Here is the synopsis from Amazon:

A nail-biting story of courage, bravery, rebellion and war from the master of adventure fiction.

The war is over, Hitler is dead – and yet his evil legacy lives on. Saffron Courtney and her beloved husband Gerhard only just survived the brutal conflict, but Gerhard’s Nazi-supporting brother, Konrad, is still free and determined to regain power. As a dangerous game of cat-and-mouse develops, a plot against the couple begins to stir. One that will have ramifications throughout Europe. . .

Further afield in Kenya, the last outcrop of the colonial empire is feeling the stirrings of rebellion. As the situation becomes violent, and the Courtney family home is under threat, Leon Courtney finds himself caught between two powerful sides – and a battle for the freedom of a country.

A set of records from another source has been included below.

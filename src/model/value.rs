//! Universal value type carried by operation parameters, node attributes
//! and handler results.

use std::collections::HashMap;
use std::fmt;

use serde::{Deserialize, Serialize};

/// Dynamically typed value.
///
/// Covers what crosses the submit boundary:
/// - Scalars: Bool, Int, Float, String
/// - Containers: List, Map
#[derive(Debug, Clone, PartialEq, Serialize, Deserialize)]
#[serde(tag = "type", content = "value")]
pub enum Value {
    Null,
    Bool(bool),
    Int(i64),
    Float(f64),
    String(String),
    List(Vec<Value>),
    Map(HashMap<String, Value>),
}

// ============================================================================
// Type checking
// ============================================================================

impl Value {
    pub fn type_name(&self) -> &'static str {
        match self {
            Value::Null => "NULL",
            Value::Bool(_) => "BOOLEAN",
            Value::Int(_) => "INTEGER",
            Value::Float(_) => "FLOAT",
            Value::String(_) => "STRING",
            Value::List(_) => "LIST",
            Value::Map(_) => "MAP",
        }
    }

    pub fn is_null(&self) -> bool { matches!(self, Value::Null) }

    /// Attempt to extract as i64
    pub fn as_int(&self) -> Option<i64> {
        match self {
            Value::Int(i) => Some(*i),
            Value::Float(f) if f.fract() == 0.0 => Some(*f as i64),
            _ => None,
        }
    }

    /// Attempt to extract as f64
    pub fn as_float(&self) -> Option<f64> {
        match self {
            Value::Float(f) => Some(*f),
            Value::Int(i) => Some(*i as f64),
            _ => None,
        }
    }

    /// Attempt to extract as &str
    pub fn as_str(&self) -> Option<&str> {
        match self {
            Value::String(s) => Some(s),
            _ => None,
        }
    }

    pub fn as_list(&self) -> Option<&[Value]> {
        match self {
            Value::List(l) => Some(l),
            _ => None,
        }
    }

    pub fn as_map(&self) -> Option<&HashMap<String, Value>> {
        match self {
            Value::Map(m) => Some(m),
            _ => None,
        }
    }

    /// Extract a numeric list as an `f32` vector. Fails on any non-numeric element.
    pub fn as_vector(&self) -> Option<Vec<f32>> {
        self.as_list()?
            .iter()
            .map(|v| v.as_float().map(|f| f as f32))
            .collect()
    }
}

// ============================================================================
// Conversions (From impls)
// ============================================================================

impl From<bool> for Value { fn from(v: bool) -> Self { Value::Bool(v) } }
impl From<i32> for Value { fn from(v: i32) -> Self { Value::Int(v as i64) } }
impl From<i64> for Value { fn from(v: i64) -> Self { Value::Int(v) } }
impl From<usize> for Value { fn from(v: usize) -> Self { Value::Int(v as i64) } }
impl From<f32> for Value { fn from(v: f32) -> Self { Value::Float(v as f64) } }
impl From<f64> for Value { fn from(v: f64) -> Self { Value::Float(v) } }
impl From<String> for Value { fn from(v: String) -> Self { Value::String(v) } }
impl From<&str> for Value { fn from(v: &str) -> Self { Value::String(v.to_owned()) } }
impl From<HashMap<String, Value>> for Value {
    fn from(v: HashMap<String, Value>) -> Self { Value::Map(v) }
}
impl<T: Into<Value>> From<Vec<T>> for Value {
    fn from(v: Vec<T>) -> Self { Value::List(v.into_iter().map(Into::into).collect()) }
}
impl<T: Into<Value>> From<Option<T>> for Value {
    fn from(v: Option<T>) -> Self { v.map(Into::into).unwrap_or(Value::Null) }
}

// ============================================================================
// Display
// ============================================================================

impl fmt::Display for Value {
    fn fmt(&self, f: &mut fmt::Formatter<'_>) -> fmt::Result {
        match self {
            Value::Null => write!(f, "null"),
            Value::Bool(b) => write!(f, "{b}"),
            Value::Int(i) => write!(f, "{i}"),
            Value::Float(v) => write!(f, "{v}"),
            Value::String(s) => write!(f, "\"{}\"", s.replace('"', "\\\"")),
            Value::List(l) => {
                write!(f, "[")?;
                for (i, v) in l.iter().enumerate() {
                    if i > 0 { write!(f, ", ")?; }
                    write!(f, "{v}")?;
                }
                write!(f, "]")
            }
            Value::Map(m) => {
                write!(f, "{{")?;
                for (i, (k, v)) in m.iter().enumerate() {
                    if i > 0 { write!(f, ", ")?; }
                    write!(f, "{k}: {v}")?;
                }
                write!(f, "}}")
            }
        }
    }
}

#[cfg(test)]
mod tests {
    use super::*;

    #[test]
    fn test_value_from() {
        assert_eq!(Value::from("hello"), Value::String("hello".into()));
        assert_eq!(Value::from(42), Value::Int(42));
        assert_eq!(Value::from(3.5), Value::Float(3.5));
        assert_eq!(Value::from(true), Value::Bool(true));
        assert_eq!(Value::from(None::<i64>), Value::Null);
    }

    #[test]
    fn test_as_vector_mixed_numeric() {
        let v = Value::from(vec![Value::Int(1), Value::Float(0.5)]);
        assert_eq!(v.as_vector(), Some(vec![1.0, 0.5]));
    }

    #[test]
    fn test_as_vector_rejects_strings() {
        let v = Value::from(vec![Value::Int(1), Value::from("x")]);
        assert_eq!(v.as_vector(), None);
        assert_eq!(Value::Int(3).as_vector(), None);
    }

    #[test]
    fn test_display() {
        let v = Value::from(vec![1i64, 2]);
        assert_eq!(v.to_string(), "[1, 2]");
        assert_eq!(Value::from("a\"b").to_string(), "\"a\\\"b\"");
    }
}
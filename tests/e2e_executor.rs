//! End-to-end tests for the single-writer executor.
//!
//! Tests ordering, backpressure, failure containment, unknown kinds,
//! dependency enforcement, and shutdown. Each test drives real writer
//! threads through the async submit path.

use std::sync::atomic::{AtomicBool, AtomicUsize, Ordering};
use std::sync::{mpsc, Arc};
use std::time::{Duration, Instant};

use parking_lot::Mutex;
use pretty_assertions::assert_eq;

use horizon::{
    props, Error, Executor, ExecutorConfig, GeometricHost, HandlerRegistry, HostConfig, MemoryHost,
    OpId, OpKind, PropertyMap, Value, WriterMark, WriterToken,
};

// ============================================================================
// Helpers
// ============================================================================

fn host() -> Arc<MemoryHost> {
    Arc::new(MemoryHost::new(HostConfig::new(3)).unwrap())
}

/// Registry whose `GATE` handler blocks until the returned sender fires.
fn gated_registry() -> (HandlerRegistry, mpsc::Sender<()>) {
    let (tx, rx) = mpsc::channel::<()>();
    let rx = Mutex::new(rx);
    let mut reg = HandlerRegistry::builtin();
    reg.register("GATE", move |_: &dyn GeometricHost, _: &WriterToken, _: &PropertyMap| {
        let _ = rx.lock().recv_timeout(Duration::from_secs(10));
        Ok(Value::Bool(true))
    });
    (reg, tx)
}

async fn wait_until_running(exec: &Executor) {
    while exec.stats().in_flight == 0 {
        tokio::time::sleep(Duration::from_millis(1)).await;
    }
}

// ============================================================================
// 1. One worker completes in submission order
// ============================================================================

#[tokio::test]
async fn test_single_worker_preserves_order() {
    let log = Arc::new(Mutex::new(Vec::new()));
    let mut reg = HandlerRegistry::new();
    {
        let log = Arc::clone(&log);
        reg.register("RECORD", move |_: &dyn GeometricHost, _: &WriterToken, p: &PropertyMap| {
            let n = p.get("n").and_then(Value::as_int).unwrap_or(-1);
            log.lock().push(n);
            Ok(Value::Int(n))
        });
    }
    let exec = Executor::start_with_registry(host(), reg, ExecutorConfig::default().with_workers(1)).unwrap();

    let mut pending = Vec::new();
    for n in 0..50 {
        pending.push(exec.schedule("RECORD", props! { "n" => n }, []).await.unwrap());
    }
    for (n, p) in pending.into_iter().enumerate() {
        assert_eq!(p.wait().await.unwrap(), Value::Int(n as i64));
    }
    assert_eq!(*log.lock(), (0..50).collect::<Vec<i64>>());
}

// ============================================================================
// 2. Backpressure: exactly one QueueSaturated per excess submission
// ============================================================================

#[tokio::test]
async fn test_saturation_after_single_retry() {
    let (reg, release) = gated_registry();
    let config = ExecutorConfig::default()
        .with_workers(1)
        .with_queue_capacity(2)
        .with_backpressure_delay(Duration::from_millis(10));
    let exec = Executor::start_with_registry(host(), reg, config).unwrap();

    let gate = exec.schedule("GATE", props! {}, []).await.unwrap();
    wait_until_running(&exec).await;

    let queued_a = exec.schedule("NOOP", props! {}, []).await.unwrap();
    let queued_b = exec.schedule("NOOP", props! {}, []).await.unwrap();

    for _ in 0..3 {
        let started = Instant::now();
        let err = exec.schedule("NOOP", props! {}, []).await.unwrap_err();
        assert!(started.elapsed() >= Duration::from_millis(10), "refused before the backoff window");
        assert_eq!(err, Error::QueueSaturated { capacity: 2 });
        assert!(err.is_retryable());
    }
    assert_eq!(exec.stats().saturated, 3);
    assert_eq!(exec.stats().queue_depth, 2);

    release.send(()).unwrap();
    assert_eq!(gate.wait().await.unwrap(), Value::Bool(true));
    assert_eq!(queued_a.wait().await.unwrap(), Value::Null);
    assert_eq!(queued_b.wait().await.unwrap(), Value::Null);

    // Room again.
    assert_eq!(exec.submit("NOOP", props! {}).await.unwrap(), Value::Null);
}

#[tokio::test]
async fn test_retry_succeeds_when_queue_drains_in_time() {
    let (reg, release) = gated_registry();
    let config = ExecutorConfig::default()
        .with_workers(1)
        .with_queue_capacity(1)
        .with_backpressure_delay(Duration::from_millis(200));
    let exec = Arc::new(Executor::start_with_registry(host(), reg, config).unwrap());

    let gate = exec.schedule("GATE", props! {}, []).await.unwrap();
    wait_until_running(&exec).await;
    let _filler = exec.schedule("NOOP", props! {}, []).await.unwrap();

    let late = {
        let exec = Arc::clone(&exec);
        tokio::spawn(async move { exec.submit("NOOP", props! {}).await })
    };
    tokio::time::sleep(Duration::from_millis(20)).await;
    release.send(()).unwrap();

    assert_eq!(late.await.unwrap().unwrap(), Value::Null);
    assert_eq!(gate.wait().await.unwrap(), Value::Bool(true));
    assert_eq!(exec.stats().saturated, 0);
}

#[tokio::test]
async fn test_cancelled_schedule_releases_dependents() {
    let (reg, release) = gated_registry();
    let config = ExecutorConfig::default()
        .with_workers(1)
        .with_queue_capacity(1)
        .with_backpressure_delay(Duration::from_millis(200));
    let exec = Arc::new(Executor::start_with_registry(host(), reg, config).unwrap());

    let gate = exec.schedule("GATE", props! {}, []).await.unwrap();
    wait_until_running(&exec).await;
    let filler = exec.schedule("NOOP", props! {}, []).await.unwrap();

    // Dropped mid-backoff, so its id never reaches the queue.
    let abandoned = tokio::time::timeout(Duration::from_millis(20), exec.schedule("NOOP", props! {}, [])).await;
    assert!(abandoned.is_err());
    let abandoned_id = OpId(filler.id().0 + 1);

    release.send(()).unwrap();
    assert_eq!(gate.wait().await.unwrap(), Value::Bool(true));
    assert_eq!(filler.wait().await.unwrap(), Value::Null);

    let dependent = tokio::time::timeout(
        Duration::from_secs(5),
        exec.submit_after("NOOP", props! {}, [abandoned_id]),
    )
    .await
    .expect("dependent of an abandoned id never ran");
    assert_eq!(dependent.unwrap(), Value::Null);

    let closing = {
        let exec = Arc::clone(&exec);
        tokio::task::spawn_blocking(move || exec.shutdown())
    };
    tokio::time::timeout(Duration::from_secs(5), closing)
        .await
        .expect("shutdown did not return")
        .unwrap();
    assert!(!exec.is_running());
}

// ============================================================================
// 3. Failures surface and the worker survives
// ============================================================================

#[tokio::test]
async fn test_handler_failure_then_noop_succeeds() {
    let mut reg = HandlerRegistry::builtin();
    reg.register("FAIL", |_: &dyn GeometricHost, _: &WriterToken, _: &PropertyMap| {
        Err(Error::InvalidArgument("shell collapsed".into()))
    });
    let exec = Executor::start_with_registry(host(), reg, ExecutorConfig::default().with_workers(1)).unwrap();

    let err = exec.submit("FAIL", props! {}).await.unwrap_err();
    match err {
        Error::HandlerFailure { kind, message } => {
            assert_eq!(kind, "FAIL");
            assert!(message.contains("shell collapsed"), "message was {message}");
        }
        other => panic!("unexpected error {other:?}"),
    }

    assert_eq!(exec.submit("NOOP", props! {}).await.unwrap(), Value::Null);
    let stats = exec.stats();
    assert_eq!((stats.completed, stats.failed), (1, 1));
}

#[tokio::test]
async fn test_panicking_handler_does_not_kill_worker() {
    let mut reg = HandlerRegistry::builtin();
    reg.register("PANIC", |_: &dyn GeometricHost, _: &WriterToken, _: &PropertyMap| -> horizon::Result<Value> {
        panic!("index corrupted")
    });
    let exec = Executor::start_with_registry(host(), reg, ExecutorConfig::default().with_workers(1)).unwrap();

    for _ in 0..3 {
        let err = exec.submit("PANIC", props! {}).await.unwrap_err();
        assert_eq!(
            err,
            Error::HandlerFailure { kind: "PANIC".into(), message: "index corrupted".into() }
        );
    }
    assert_eq!(exec.submit("NOOP", props! {}).await.unwrap(), Value::Null);
}

// ============================================================================
// 4. Unknown kinds are no-ops
// ============================================================================

#[tokio::test]
async fn test_unknown_kind_resolves_null() {
    let exec = Executor::start(host(), ExecutorConfig::default()).unwrap();
    assert_eq!(exec.submit("FOLD_SPACETIME", props! { "x" => 1 }).await.unwrap(), Value::Null);
    assert_eq!(exec.submit(OpKind::Custom("".into()), props! {}).await.unwrap(), Value::Null);
}

// ============================================================================
// 5. Dependencies across workers
// ============================================================================

#[tokio::test]
async fn test_dependency_observes_slow_effects() {
    let flag = Arc::new(AtomicBool::new(false));
    let mut reg = HandlerRegistry::new();
    {
        let flag = Arc::clone(&flag);
        reg.register("SLOW_WRITE", move |_: &dyn GeometricHost, _: &WriterToken, _: &PropertyMap| {
            std::thread::sleep(Duration::from_millis(50));
            flag.store(true, Ordering::SeqCst);
            Ok(Value::Null)
        });
    }
    {
        let flag = Arc::clone(&flag);
        reg.register("READ", move |_: &dyn GeometricHost, _: &WriterToken, _: &PropertyMap| {
            Ok(Value::Bool(flag.load(Ordering::SeqCst)))
        });
    }
    let config = ExecutorConfig::default().with_workers(2).with_serialized_handlers(false);
    let exec = Executor::start_with_registry(host(), reg, config).unwrap();

    let slow = exec.schedule("SLOW_WRITE", props! {}, []).await.unwrap();
    let read = exec.submit_after("READ", props! {}, [slow.id()]).await.unwrap();
    assert_eq!(read, Value::Bool(true));
    slow.wait().await.unwrap();
}

#[tokio::test]
async fn test_dependency_on_failed_op_still_runs() {
    let mut reg = HandlerRegistry::builtin();
    reg.register("FAIL", |_: &dyn GeometricHost, _: &WriterToken, _: &PropertyMap| {
        Err(Error::NotFound("nothing".into()))
    });
    let exec = Executor::start_with_registry(host(), reg, ExecutorConfig::default()).unwrap();

    let failing = exec.schedule("FAIL", props! {}, []).await.unwrap();
    let id = failing.id();
    assert!(failing.wait().await.is_err());
    assert_eq!(exec.submit_after("NOOP", props! {}, [id]).await.unwrap(), Value::Null);
}

#[tokio::test]
async fn test_future_dependency_rejected() {
    let exec = Executor::start(host(), ExecutorConfig::default()).unwrap();
    let p = exec.schedule("NOOP", props! {}, []).await.unwrap();
    let ahead = horizon::OpId(p.id().0 + 10);
    let err = exec.schedule("NOOP", props! {}, [ahead]).await.unwrap_err();
    assert!(matches!(err, Error::InvalidDependency { dep, .. } if dep == ahead.0));
}

// ============================================================================
// 6. Mutual exclusion and writer identity
// ============================================================================

#[tokio::test]
async fn test_serialized_handlers_never_overlap() {
    let active = Arc::new(AtomicUsize::new(0));
    let overlaps = Arc::new(AtomicUsize::new(0));
    let mut reg = HandlerRegistry::new();
    {
        let (active, overlaps) = (Arc::clone(&active), Arc::clone(&overlaps));
        reg.register("TOUCH", move |_: &dyn GeometricHost, _: &WriterToken, _: &PropertyMap| {
            if active.fetch_add(1, Ordering::SeqCst) > 0 {
                overlaps.fetch_add(1, Ordering::SeqCst);
            }
            std::thread::sleep(Duration::from_millis(2));
            active.fetch_sub(1, Ordering::SeqCst);
            Ok(Value::Bool(WriterMark::is_set()))
        });
    }
    let exec = Executor::start_with_registry(host(), reg, ExecutorConfig::default().with_workers(4)).unwrap();

    let mut pending = Vec::new();
    for _ in 0..40 {
        pending.push(exec.schedule("TOUCH", props! {}, []).await.unwrap());
    }
    for p in pending {
        assert_eq!(p.wait().await.unwrap(), Value::Bool(true));
    }
    assert_eq!(overlaps.load(Ordering::SeqCst), 0);
    assert!(!WriterMark::is_set());
}

// ============================================================================
// 7. Abandoned awaits and shutdown
// ============================================================================

#[tokio::test]
async fn test_abandoned_await_still_runs() {
    let host = host();
    let exec = Executor::start(host.clone(), ExecutorConfig::default().with_workers(1)).unwrap();

    let pending = exec
        .schedule(OpKind::AddNode, props! { "id" => "ghost", "vector" => vec![0.0, 1.0, 0.0] }, [])
        .await
        .unwrap();
    drop(pending);

    exec.submit(OpKind::AnnealMainIndex, props! {}).await.unwrap();
    assert_eq!(host.main_index().len(), 1);
}

#[tokio::test]
async fn test_shutdown_drains_queue_then_rejects() {
    let (reg, release) = gated_registry();
    let exec = Executor::start_with_registry(host(), reg, ExecutorConfig::default().with_workers(1)).unwrap();

    let gate = exec.schedule("GATE", props! {}, []).await.unwrap();
    let tail: Vec<_> = {
        let mut v = Vec::new();
        for _ in 0..5 {
            v.push(exec.schedule("NOOP", props! {}, []).await.unwrap());
        }
        v
    };

    release.send(()).unwrap();
    exec.shutdown();
    assert_eq!(exec.stats().queue_depth, 0);

    assert_eq!(gate.wait().await.unwrap(), Value::Bool(true));
    for p in tail {
        assert_eq!(p.wait().await.unwrap(), Value::Null);
    }
    assert_eq!(exec.submit("NOOP", props! {}).await, Err(Error::ExecutorShutdown));
    exec.shutdown();
}
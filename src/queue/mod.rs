//! Bounded FIFO work queue between submitters and writer threads.
//!
//! Push never blocks: a full queue hands the item back. Pop blocks on a
//! condvar until an item arrives or the queue is closed and drained.

use std::collections::VecDeque;

use parking_lot::{Condvar, Mutex};

/// Why a push was refused. The item is handed back either way.
#[derive(Debug)]
pub enum PushError<T> {
    Full(T),
    Closed(T),
}

struct QueueState<T> {
    items: VecDeque<T>,
    closed: bool,
}

/// Bounded multi-producer, multi-consumer FIFO.
pub struct WorkQueue<T> {
    state: Mutex<QueueState<T>>,
    ready: Condvar,
    capacity: usize,
}

impl<T> WorkQueue<T> {
    pub fn new(capacity: usize) -> Self {
        Self {
            state: Mutex::new(QueueState {
                items: VecDeque::with_capacity(capacity.min(1024)),
                closed: false,
            }),
            ready: Condvar::new(),
            capacity,
        }
    }

    /// Enqueue without blocking.
    pub fn try_push(&self, item: T) -> Result<(), PushError<T>> {
        {
            let mut state = self.state.lock();
            if state.closed {
                return Err(PushError::Closed(item));
            }
            if state.items.len() >= self.capacity {
                return Err(PushError::Full(item));
            }
            state.items.push_back(item);
        }
        self.ready.notify_one();
        Ok(())
    }

    /// Dequeue, blocking while the queue is empty and open.
    ///
    /// Returns `None` once the queue is closed and every item has been taken.
    pub fn pop(&self) -> Option<T> {
        let mut state = self.state.lock();
        loop {
            if let Some(item) = state.items.pop_front() {
                return Some(item);
            }
            if state.closed {
                return None;
            }
            self.ready.wait(&mut state);
        }
    }

    /// Refuse further pushes and wake every blocked consumer.
    /// Items already queued are still handed out by `pop`.
    pub fn close(&self) {
        // Notify under the lock so a consumer between its closed check and
        // wait() cannot miss the wakeup.
        let mut state = self.state.lock();
        state.closed = true;
        self.ready.notify_all();
    }

    pub fn len(&self) -> usize {
        self.state.lock().items.len()
    }

    pub fn is_empty(&self) -> bool {
        self.len() == 0
    }
}
//! Rendering of a span list into one of the output flavors.

mod tag;

use crate::font_values::FontValueReplacements;
use crate::locale::StormLocale;
use crate::parser::{SpanKind, TextSpan};

/// How a render pass treats one category of tag.
#[derive(Debug, Clone, Copy, PartialEq, Eq)]
pub enum TagFlag {
    /// Emit the tag verbatim (normalized, for start/end tags).
    Include,
    /// Emit what the tag evaluates to.
    Evaluate,
    /// Emit nothing.
    Omit,
}

/// Per-category flags defining an output flavor.
#[derive(Debug, Clone, Copy)]
pub struct RenderFlags {
    /// Start, end and self-closing tags. `Evaluate` behaves as `Include`.
    pub color_tags: TagFlag,
    /// `~~number~~`; `Evaluate` expands to the localized per-level phrase.
    pub scaling_tag: TagFlag,
    /// `<n/>`; `Evaluate` expands to a space.
    pub newline_tag: TagFlag,
    /// `##ERROR##`; anything but `Include` drops it.
    pub error_tag: TagFlag,
    /// `<sp/>`; `Evaluate` expands to a space.
    pub space_tag: TagFlag,
}

impl RenderFlags {
    /// The normalized verbatim flavor: everything kept.
    pub const fn raw() -> Self {
        Self {
            color_tags: TagFlag::Include,
            scaling_tag: TagFlag::Include,
            newline_tag: TagFlag::Include,
            error_tag: TagFlag::Include,
            space_tag: TagFlag::Include,
        }
    }

    /// A plain-text flavor: no color tags, no error marker, spaces for
    /// space tags. Newlines are kept as `<n/>` or turned into spaces, and
    /// scaling tags are evaluated or dropped.
    pub const fn plain(include_newlines: bool, evaluate_scaling: bool) -> Self {
        Self {
            color_tags: TagFlag::Omit,
            scaling_tag: if evaluate_scaling {
                TagFlag::Evaluate
            } else {
                TagFlag::Omit
            },
            newline_tag: if include_newlines {
                TagFlag::Include
            } else {
                TagFlag::Evaluate
            },
            error_tag: TagFlag::Omit,
            space_tag: TagFlag::Evaluate,
        }
    }

    /// A colored flavor: color tags and newlines kept, no error marker,
    /// spaces for space tags. Scaling tags are evaluated or dropped.
    pub const fn colored(evaluate_scaling: bool) -> Self {
        Self {
            color_tags: TagFlag::Include,
            scaling_tag: if evaluate_scaling {
                TagFlag::Evaluate
            } else {
                TagFlag::Omit
            },
            newline_tag: TagFlag::Include,
            error_tag: TagFlag::Omit,
            space_tag: TagFlag::Evaluate,
        }
    }
}

// Output target of a render walk. Implemented by `String` and by a byte
// tally so the sizing pass and the writing pass share one dispatch.
pub(crate) trait Sink {
    fn write(&mut self, text: &str);
}

impl Sink for String {
    #[inline]
    fn write(&mut self, text: &str) {
        self.push_str(text);
    }
}

#[derive(Default)]
struct SizeTally(usize);

impl Sink for SizeTally {
    #[inline]
    fn write(&mut self, text: &str) {
        self.0 += text.len();
    }
}

/// Renders `spans` over `input` into a new string, sized exactly by a
/// preliminary tally pass.
pub fn render(
    input: &str,
    spans: &[TextSpan],
    flags: RenderFlags,
    locale: StormLocale,
    replacements: &FontValueReplacements,
) -> String {
    let size = rendered_size(input, spans, flags, locale, replacements);
    let mut out = String::with_capacity(size);

    render_into(input, spans, flags, locale, replacements, &mut out);

    out
}

/// The exact byte length [`render`] would produce.
pub fn rendered_size(
    input: &str,
    spans: &[TextSpan],
    flags: RenderFlags,
    locale: StormLocale,
    replacements: &FontValueReplacements,
) -> usize {
    let mut tally = SizeTally::default();

    render_into(input, spans, flags, locale, replacements, &mut tally);

    tally.0
}

// A start tag is held back until something renders inside it; a pair with
// nothing in between vanishes, as does a trailing start tag.
fn render_into<S: Sink>(
    input: &str,
    spans: &[TextSpan],
    flags: RenderFlags,
    locale: StormLocale,
    replacements: &FontValueReplacements,
    out: &mut S,
) {
    let mut pending: Option<TextSpan> = None;

    for &span in spans {
        match span.kind() {
            SpanKind::Text => {
                flush_pending(&mut pending, input, replacements, out);
                out.write(span.text(input));
            }
            SpanKind::SelfCloseTag => {
                if !matches!(flags.color_tags, TagFlag::Omit) {
                    flush_pending(&mut pending, input, replacements, out);
                    out.write(span.text(input));
                }
            }
            SpanKind::Newline => match flags.newline_tag {
                TagFlag::Include => {
                    flush_pending(&mut pending, input, replacements, out);
                    out.write("<n/>");
                }
                TagFlag::Evaluate => {
                    flush_pending(&mut pending, input, replacements, out);
                    out.write(" ");
                }
                TagFlag::Omit => {}
            },
            SpanKind::SpaceTag => match flags.space_tag {
                TagFlag::Include => {
                    flush_pending(&mut pending, input, replacements, out);
                    out.write(span.text(input));
                }
                TagFlag::Evaluate => {
                    flush_pending(&mut pending, input, replacements, out);
                    out.write(" ");
                }
                TagFlag::Omit => {}
            },
            SpanKind::ScalingTag => match flags.scaling_tag {
                TagFlag::Include => {
                    flush_pending(&mut pending, input, replacements, out);
                    out.write(span.text(input));
                }
                TagFlag::Evaluate => {
                    flush_pending(&mut pending, input, replacements, out);

                    let text = span.text(input);
                    let value = &text[2..text.len() - 2];

                    match value.parse::<f64>() {
                        Ok(growth) => out.write(&locale.per_level_phrase(growth * 100.0)),
                        Err(_) => out.write(text),
                    }
                }
                TagFlag::Omit => {}
            },
            SpanKind::ErrorTag => {
                if matches!(flags.error_tag, TagFlag::Include) {
                    flush_pending(&mut pending, input, replacements, out);
                    out.write(span.text(input));
                }
            }
            SpanKind::StartTag => {
                if !matches!(flags.color_tags, TagFlag::Omit) {
                    flush_pending(&mut pending, input, replacements, out);
                    pending = Some(span);
                }
            }
            SpanKind::EndTag => {
                if !matches!(flags.color_tags, TagFlag::Omit) && pending.take().is_none() {
                    tag::write_tag(span.text(input), replacements, out);
                }
            }
            SpanKind::MissingEndTag => {
                if !matches!(flags.color_tags, TagFlag::Omit) && pending.take().is_none() {
                    tag::write_missing_end(span.text(input), out);
                }
            }
        }
    }
}

fn flush_pending<S: Sink>(
    pending: &mut Option<TextSpan>,
    input: &str,
    replacements: &FontValueReplacements,
    out: &mut S,
) {
    if let Some(span) = pending.take() {
        tag::write_tag(span.text(input), replacements, out);
    }
}

#[cfg(test)]
mod tests {
    use super::*;
    use crate::parser::scan;

    fn render_flavor(input: &str, flags: RenderFlags) -> String {
        let parsed = scan(input, false);

        render(
            input,
            parsed.spans(),
            flags,
            StormLocale::EnUs,
            &FontValueReplacements::new(),
        )
    }

    #[test]
    fn sizing_pass_matches_output_length() {
        let inputs = [
            "<c val=\"#TooltipNumbers\">120~~0.04~~</c><n/> damage",
            "Max Health Bonus: <c val=\"#TooltipNumbers\"0%</c> previous <w>test<a>location.< ~~no-scale~~ ##ERROR## 100~~0.045~~",
        ];
        let replacements = FontValueReplacements::new();

        for input in inputs {
            let parsed = scan(input, false);

            for flags in [
                RenderFlags::raw(),
                RenderFlags::plain(false, false),
                RenderFlags::plain(true, true),
                RenderFlags::colored(true),
            ] {
                for locale in [StormLocale::EnUs, StormLocale::KoKr] {
                    let out = render(input, parsed.spans(), flags, locale, &replacements);
                    let size = rendered_size(input, parsed.spans(), flags, locale, &replacements);

                    assert_eq!(out.len(), size, "{input}");
                }
            }
        }
    }

    #[test]
    fn empty_pair_is_elided_per_flavor() {
        // the pair only empties out when the scaling tag is dropped
        let input = "<c val=\"FF8000\">~~0.04~~</c>";

        assert_eq!(render_flavor(input, RenderFlags::raw()), input);
        assert_eq!(render_flavor(input, RenderFlags::colored(false)), "");
        assert_eq!(
            render_flavor(input, RenderFlags::colored(true)),
            "<c val=\"FF8000\"> (+4% per level)</c>"
        );
    }

    #[test]
    fn trailing_start_tag_is_dropped() {
        assert_eq!(
            render_flavor("45%<c val=\"FF8000\">", RenderFlags::raw()),
            "45%"
        );
    }
}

This is Historical fiction at it’s best, and not for the faint of heart! I love Smith because he has absolutely no filter, and I will continue to read anything he writes. This installment happens after the end of WWII, and the hunt for Gerhard’s Nazi Officer brother in on. Meanwhile, in Kenya, the Mau Mau rebellion is starting and the Courtney estate tribes are right in the war zone. Are they loyal enough to resist the uprising??

To touch on the series: this is, I believe, the third and final Saffron and Gerhard book (or maybe they are more of a duology, I’m not sure) but there is enough background given to read the end of their story as a standalone.  Enough new things are revealed that readers new and old will be in love with this pair and the Courtney family.

This is an absolutely brutal and brutally exciting novel! All of the Courtney family books seem to have this gritty accuracy and I love them so freaking much.  There does tend to be some gratuitous violence and murder, but these sadistic things happened in real life and I think they add to the nail-biting-ness of the novel.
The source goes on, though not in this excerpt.